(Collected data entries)
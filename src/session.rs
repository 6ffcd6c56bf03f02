//! Transform sessions
//!
//! A [`TransformSession`] owns one working document and applies changes to it
//! one at a time. Every change runs against a private copy of the committed
//! document; the copy replaces the committed document only when the whole
//! change succeeded, so a failed change never leaves a partial mutation
//! behind.
//!
//! Sessions are plain values with `&mut self` mutation: share nothing, and
//! create one session per document when validating many documents at once.

use serde_json::{Map, Value};
use tracing::{debug, trace, warn};

use crate::change::{Change, ChangeKind, ChangeValue};
use crate::config::TransformConfig;
use crate::depth::{validate_depth, validate_mapping_depth};
use crate::error::{Result, TransformError};
use crate::lookup::{build_root_lookups, ensure_mut, locate, locate_in_root, locate_mut};
use crate::merge::{add_merge, delete_field, update_merge};
use crate::path::parse_path;
use crate::resolve::resolve_path;
use crate::value_type_name;
use crate::write_back::{set_at_path, set_field};

/// Stateful owner of a document being transformed
#[derive(Debug, Clone)]
pub struct TransformSession {
    root: Map<String, Value>,
    config: TransformConfig,
    applied: usize,
}

/// Create a session over `initial` with the default configuration
pub fn create_transform_target(initial: Map<String, Value>) -> TransformSession {
    TransformSession::new(initial)
}

impl TransformSession {
    /// Create a session with the default configuration
    ///
    /// The initial document is taken as is; use [`TransformSession::with_config`]
    /// to check its depth.
    pub fn new(initial: Map<String, Value>) -> Self {
        TransformSession {
            root: initial,
            config: TransformConfig::default(),
            applied: 0,
        }
    }

    /// Create a session with explicit limits, validating the initial document
    pub fn with_config(initial: Map<String, Value>, config: TransformConfig) -> Result<Self> {
        validate_mapping_depth(&initial, config.max_depth)?;
        Ok(TransformSession {
            root: initial,
            config,
            applied: 0,
        })
    }

    /// The committed document
    pub fn document(&self) -> &Map<String, Value> {
        &self.root
    }

    pub fn into_document(self) -> Map<String, Value> {
        self.root
    }

    pub fn config(&self) -> &TransformConfig {
        &self.config
    }

    /// Number of transforms committed so far
    pub fn changes_applied(&self) -> usize {
        self.applied
    }

    /// Apply one change at `path` and return the whole updated document
    ///
    /// Add and Update take exactly one of `scalar` (sets the named field at
    /// the end of `path` to a string) or `subtree` (merged into the node at
    /// `path`). Delete takes neither and removes the named field.
    ///
    /// On error the committed document is left as it was.
    ///
    /// # Examples
    /// ```
    /// use serde_json::json;
    /// use doc_transform::change::ChangeKind;
    /// use doc_transform::session::TransformSession;
    ///
    /// let doc = json!({"foo": {"subset": [
    ///     {"uuid": 321, "test": "A"},
    ///     {"uuid": 123, "test": "B"}
    /// ]}});
    /// let mut session = TransformSession::new(doc.as_object().unwrap().clone());
    /// let updated = session
    ///     .execute_transform("foo.subset.[uuid=123].test", ChangeKind::Update, Some("C"), None)
    ///     .unwrap();
    /// assert_eq!(updated["foo"]["subset"][1]["test"], "C");
    /// assert_eq!(updated["foo"]["subset"][0]["test"], "A");
    /// ```
    pub fn execute_transform(
        &mut self,
        path: &str,
        kind: ChangeKind,
        scalar: Option<&str>,
        subtree: Option<&Map<String, Value>>,
    ) -> Result<&Map<String, Value>> {
        debug!(path, %kind, "executing transform");
        match self.transformed(path, kind, scalar, subtree) {
            Ok(root) => {
                self.root = root;
                self.applied += 1;
                Ok(&self.root)
            }
            Err(err) => {
                warn!(path, %kind, error = %err, "transform rejected");
                Err(err)
            }
        }
    }

    /// Apply a [`Change`] descriptor
    pub fn apply(&mut self, change: &Change) -> Result<&Map<String, Value>> {
        self.execute_transform(
            &change.path,
            change.kind,
            change.value.as_deref(),
            change.values.as_ref(),
        )
    }

    /// Apply changes in order, stopping at the first failure
    ///
    /// Changes before the failing one stay committed.
    pub fn apply_all<'c>(
        &mut self,
        changes: impl IntoIterator<Item = &'c Change>,
    ) -> Result<&Map<String, Value>> {
        for change in changes {
            self.apply(change)?;
        }
        Ok(&self.root)
    }

    /// Look up the node at `path` without changing anything
    ///
    /// Returns `Ok(None)` when the final field is absent. The root itself is
    /// read through [`TransformSession::document`]; an empty path is an
    /// invalid operation here.
    pub fn query(&self, path: &str) -> Result<Option<&Value>> {
        let segments = parse_path(path)?;
        let steps = build_root_lookups(&self.root, &segments)?;
        locate_in_root(&self.root, &steps)
    }

    /// Run one change against a copy of the committed document
    fn transformed(
        &self,
        path: &str,
        kind: ChangeKind,
        scalar: Option<&str>,
        subtree: Option<&Map<String, Value>>,
    ) -> Result<Map<String, Value>> {
        let resolved = resolve_path(parse_path(path)?, kind)?;
        // the working copy starts equal to the committed root
        let steps = build_root_lookups(&self.root, &resolved.segments)?;
        let mut working = Value::Object(self.root.clone());

        match kind {
            ChangeKind::Delete => {
                let field = resolved.terminal_field().ok_or_else(|| {
                    TransformError::invalid_operation("delete needs a named field")
                })?;
                match locate_mut(&mut working, &steps[..steps.len() - 1])? {
                    Some(parent) => {
                        let removed = delete_field(parent, field)?;
                        trace!(field, removed, "deleted field");
                    }
                    None => trace!(field, "parent absent, nothing to delete"),
                }
            }
            ChangeKind::Add | ChangeKind::Update => match ChangeValue::from_parts(scalar, subtree)? {
                ChangeValue::Scalar(value) => {
                    if steps.is_empty() {
                        return Err(TransformError::invalid_operation(
                            "cannot set a scalar value at the document root",
                        ));
                    }
                    let field = resolved.terminal_field().ok_or_else(|| {
                        TransformError::invalid_operation(
                            "cannot set a scalar value on a sequence element path",
                        )
                    })?;
                    let parent = ensure_mut(&mut working, &steps[..steps.len() - 1])?;
                    set_field(parent, field, Value::String(value.to_string()))?;
                }
                ChangeValue::Subtree(values) => {
                    let source = Value::Object(values.clone());
                    if self.config.validate_input {
                        validate_depth(&source, self.config.max_depth)?;
                    }
                    let current = locate(&working, &steps)?.cloned().unwrap_or(Value::Null);
                    let merged = if kind == ChangeKind::Add {
                        add_merge(current, source)?
                    } else {
                        update_merge(current, source)
                    };
                    set_at_path(&mut working, &resolved, &steps, merged)?;
                }
            },
        }

        match working {
            Value::Object(root) => Ok(root),
            other => Err(TransformError::type_mismatch(
                "mapping",
                value_type_name(&other),
            )),
        }
    }
}
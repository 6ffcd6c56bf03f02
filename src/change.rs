// doc_transform - Change Descriptors Module
//
// Serializable form of a single transform request, so that patch files can
// drive a session.

use serde::{Deserialize, Serialize};
use serde_json::{Map, Value};

use crate::document::DocumentFormat;
use crate::error::{Result, TransformError};

/// The three mutation primitives
#[derive(Debug, Clone, Copy, PartialEq, Eq, Serialize, Deserialize)]
#[serde(rename_all = "lowercase")]
pub enum ChangeKind {
    /// Union mappings, append sequences, overwrite scalars
    Add,
    /// Deep merge where the new value wins; sequences are replaced
    Update,
    /// Remove a named field
    Delete,
}

impl std::fmt::Display for ChangeKind {
    fn fmt(&self, f: &mut std::fmt::Formatter<'_>) -> std::fmt::Result {
        let name = match self {
            ChangeKind::Add => "add",
            ChangeKind::Update => "update",
            ChangeKind::Delete => "delete",
        };
        f.write_str(name)
    }
}

/// A single change: where, what kind, and with which value
///
/// `value` sets a named field to a string scalar; `values` is a mapping merged
/// into the node at `path`. Add and Update take exactly one of them, Delete
/// takes neither.
#[derive(Debug, Clone, PartialEq, Serialize, Deserialize)]
pub struct Change {
    pub path: String,
    pub kind: ChangeKind,
    #[serde(default, skip_serializing_if = "Option::is_none")]
    pub value: Option<String>,
    #[serde(default, skip_serializing_if = "Option::is_none")]
    pub values: Option<Map<String, Value>>,
}

impl Change {
    pub fn set(path: impl Into<String>, kind: ChangeKind, value: impl Into<String>) -> Self {
        Change {
            path: path.into(),
            kind,
            value: Some(value.into()),
            values: None,
        }
    }

    pub fn merge(path: impl Into<String>, kind: ChangeKind, values: Map<String, Value>) -> Self {
        Change {
            path: path.into(),
            kind,
            value: None,
            values: Some(values),
        }
    }

    pub fn delete(path: impl Into<String>) -> Self {
        Change {
            path: path.into(),
            kind: ChangeKind::Delete,
            value: None,
            values: None,
        }
    }
}

/// Ordered list of changes, as found in a patch file
#[derive(Debug, Clone, Default, PartialEq, Serialize, Deserialize)]
#[serde(transparent)]
pub struct ChangeSet(pub Vec<Change>);

impl ChangeSet {
    /// Parse a JSON or YAML list of changes
    ///
    /// # Examples
    /// ```
    /// use doc_transform::change::{ChangeKind, ChangeSet};
    /// use doc_transform::document::DocumentFormat;
    ///
    /// let yaml = "- path: metadata.name\n  kind: update\n  value: renamed\n";
    /// let changes = ChangeSet::from_str_with(yaml, DocumentFormat::Yaml).unwrap();
    /// assert_eq!(changes.0[0].kind, ChangeKind::Update);
    /// ```
    pub fn from_str_with(input: &str, format: DocumentFormat) -> Result<Self> {
        let changes = match format {
            DocumentFormat::Json => serde_json::from_str(input)?,
            DocumentFormat::Yaml => serde_yaml::from_str(input)?,
        };
        Ok(changes)
    }

    pub fn len(&self) -> usize {
        self.0.len()
    }

    pub fn is_empty(&self) -> bool {
        self.0.is_empty()
    }

    pub fn iter(&self) -> std::slice::Iter<'_, Change> {
        self.0.iter()
    }
}

/// Value carried by an Add or Update, after checking exactly one was supplied
#[derive(Debug, Clone, Copy)]
pub(crate) enum ChangeValue<'a> {
    Scalar(&'a str),
    Subtree(&'a Map<String, Value>),
}

impl<'a> ChangeValue<'a> {
    pub(crate) fn from_parts(
        scalar: Option<&'a str>,
        subtree: Option<&'a Map<String, Value>>,
    ) -> Result<Self> {
        match (scalar, subtree) {
            (Some(value), None) => Ok(ChangeValue::Scalar(value)),
            (None, Some(values)) => Ok(ChangeValue::Subtree(values)),
            (Some(_), Some(_)) => Err(TransformError::invalid_operation(
                "both a scalar value and a subtree value were supplied",
            )),
            (None, None) => Err(TransformError::invalid_operation(
                "add and update need a scalar value or a subtree value",
            )),
        }
    }
}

Exercise prompt — Go through the entries above and copy every line containing "neither".

Output for this task —
    /// `path`). Delete takes neither and removes the named field.
/// takes neither.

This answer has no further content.